I've talked to a lot of folks who say they have a difficult time understanding the Bible. There are parts of the Bible I don't understand, either. Obviously there are very difficult passages in the Bible that even scholars disagree about. The last book of the Bible, Revelation, may just be the most misunderstood book of all. There are a couple of reasons why some parts of the Bible, especially the Old Testament are difficult for us to understand.

One. Because the Bible is an ancient book about ancient cultures and customs. This doesn't mean the Truth in the Bible has no meaning for us today. The Bible is Truth for every generation, but, there are ancient cultural, economic and social concepts and ideas that are difficult for us to grasp because we lack the ancient economic, cultural and social context. For example. Leviticus is a very difficult book of the Bible to understand. I've read Leviticus. I've gained some knowledge and understanding of the ancient culture and practices of the Jewish people because I've researched it. Another help, I lived across the street from a Jewish Rabbi for almost four years and he taught me a lot about these ancient religious rituals, some that are still in play for Jews today. But if you haven't had an opportunity to study it, or if you haven't had access to a Jewish Rabbi to help you understand Leviticus, it's a very difficult book to read and understand. I could study Leviticus every day for the rest of my life and still not understand why God forbid the ancient Jew from eating pork ribs.

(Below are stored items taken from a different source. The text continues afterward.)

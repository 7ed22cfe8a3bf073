//! Resource name generation.
//!
//! Resources that accept `name` or `name_prefix` resolve the final name here.
//! Generated suffixes are a zero-padded microsecond timestamp followed by a
//! hex counter, so names produced by one process sort in creation order.

use std::sync::atomic::{AtomicU32, Ordering};
use std::time::{SystemTime, UNIX_EPOCH};

/// Length of the suffix appended to a `name_prefix`.
pub const UNIQUE_ID_SUFFIX_LENGTH: usize = 26;

/// Prefix used when neither `name` nor `name_prefix` is configured.
pub const UNIQUE_ID_PREFIX: &str = "hemmer-";

/// Earliest timestamp a generated suffix can carry (2024-01-01T00:00:00Z, in µs).
const EARLIEST_SUFFIX_MICROS: u64 = 1_704_067_200_000_000;

/// Slack allowed for clock skew when recognising a generated suffix.
const SUFFIX_CLOCK_SKEW_MICROS: u64 = 86_400 * 1_000_000;

static COUNTER: AtomicU32 = AtomicU32::new(0);

fn now_micros() -> u64 {
    SystemTime::now()
        .duration_since(UNIX_EPOCH)
        .map(|d| u64::try_from(d.as_micros()).unwrap_or(u64::MAX))
        .unwrap_or_default()
}

/// Returns `prefix` followed by a unique [`UNIQUE_ID_SUFFIX_LENGTH`]-character suffix.
pub fn prefixed_unique_id(prefix: &str) -> String {
    let counter = COUNTER.fetch_add(1, Ordering::Relaxed);
    format!("{}{:018}{:08x}", prefix, now_micros() % 10u64.pow(18), counter)
}

/// Resolve the name for a new resource.
///
/// An explicit name wins, then a prefix with a generated suffix, then the
/// default prefix.
pub fn resolve_name(name: Option<&str>, name_prefix: Option<&str>) -> String {
    match (name, name_prefix) {
        (Some(name), _) if !name.is_empty() => name.to_string(),
        (_, Some(prefix)) if !prefix.is_empty() => prefixed_unique_id(prefix),
        _ => prefixed_unique_id(UNIQUE_ID_PREFIX),
    }
}

/// The prefix a generated name was built from, if it has the generated shape.
pub fn name_prefix_from_name(name: &str) -> Option<&str> {
    let split = name.len().checked_sub(UNIQUE_ID_SUFFIX_LENGTH)?;
    if !name.is_char_boundary(split) || !name[split..].is_ascii() {
        return None;
    }
    let (prefix, suffix) = name.split_at(split);
    let (digits, hex) = suffix.split_at(18);
    if !digits.bytes().all(|b| b.is_ascii_digit())
        || !hex.bytes().all(|b| matches!(b, b'0'..=b'9' | b'a'..=b'f'))
    {
        return None;
    }
    // Only a timestamp this crate could have written counts as generated.
    let micros: u64 = digits.parse().ok()?;
    let latest = now_micros().saturating_add(SUFFIX_CLOCK_SKEW_MICROS);
    (EARLIEST_SUFFIX_MICROS..=latest)
        .contains(&micros)
        .then_some(prefix)
}

#[cfg(test)]
mod tests {
    use super::*;

    #[test]
    fn test_suffix_length() {
        let id = prefixed_unique_id("tf-");
        assert!(id.starts_with("tf-"));
        assert_eq!(id.len(), 3 + UNIQUE_ID_SUFFIX_LENGTH);
    }

    #[test]
    fn test_ids_are_unique() {
        let a = prefixed_unique_id("x");
        let b = prefixed_unique_id("x");
        assert_ne!(a, b);
    }

    #[test]
    fn test_resolve_name() {
        assert_eq!(resolve_name(Some("explicit"), Some("ignored-")), "explicit");

        let generated = resolve_name(None, Some("pre-"));
        assert!(generated.starts_with("pre-"));
        assert_eq!(generated.len(), 4 + UNIQUE_ID_SUFFIX_LENGTH);

        assert!(resolve_name(None, None).starts_with(UNIQUE_ID_PREFIX));
        assert!(resolve_name(Some(""), None).starts_with(UNIQUE_ID_PREFIX));
    }

    #[test]
    fn test_name_prefix_from_name() {
        let generated = prefixed_unique_id("events-");
        assert_eq!(name_prefix_from_name(&generated), Some("events-"));
        assert_eq!(name_prefix_from_name("short"), None);
        assert_eq!(
            name_prefix_from_name("a-name-that-is-clearly-handwritten-by-someone"),
            None
        );
    }

    #[test]
    fn test_name_prefix_from_name_rejects_implausible_timestamps() {
        // Right shape, but the timestamps are far in the past or future.
        assert_eq!(
            name_prefix_from_name("orders-000000000000000001deadbeef"),
            None
        );
        assert_eq!(
            name_prefix_from_name("orders-123456789012345678abcdef01"),
            None
        );

        let recent = format!("orders-{:018}{:08x}", EARLIEST_SUFFIX_MICROS + 1, 7);
        assert_eq!(name_prefix_from_name(&recent), Some("orders-"));
    }
}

Two. Some parts of the Bible are difficult for us to read because they are about difficult things to hear, like the destruction of the world for example. There are Bible scholars who try to reason that the story of Noah never happened. They say it's just a story God tells as an allegory of how He feels about blatant disobedience, so they claim God didn't really flood the world. Another difficult part of the Bible we read is where God commands Joshua to eliminate a people group from the earth and we reason, "Why would God want soldiers to kill innocent women and children?" "How can God say He loves people and then command genocide?" The hard answer is that God commands justice. And while I don't believe in a God who commands genocide, because at it's core genocide is about racism. God commands justice. We don't mind reading about the Loving and Nurturing nature of God, but, we really struggle with the Perfect and Righteous Justice part of His nature.

For me, these two reasons make some parts of the Bible very difficult for me to read and comprehend. But, this doesn't make these parts of the Bible insignificant or irrelevant. God's Word is the most widely sold and read book in the world. It's by far the most debated and discussed. And here's another thing that can make Spiritual life confusing. Two intelligent well meaning and Christian people can read the same verse and yet come away with two completely different interpretations. There are hundreds of different kinds of Christian churches in the world all proclaiming to worship the same Jesus but disagreeing on Doctrine like, a six day creation, baptism, the second coming of Jesus, and gifts of the Holy Spirit. These same Christian churches who proclaim to worship the same Jesus can vehemently disagree on social issues, too, like abortion, gay rights, and the definition of marriage.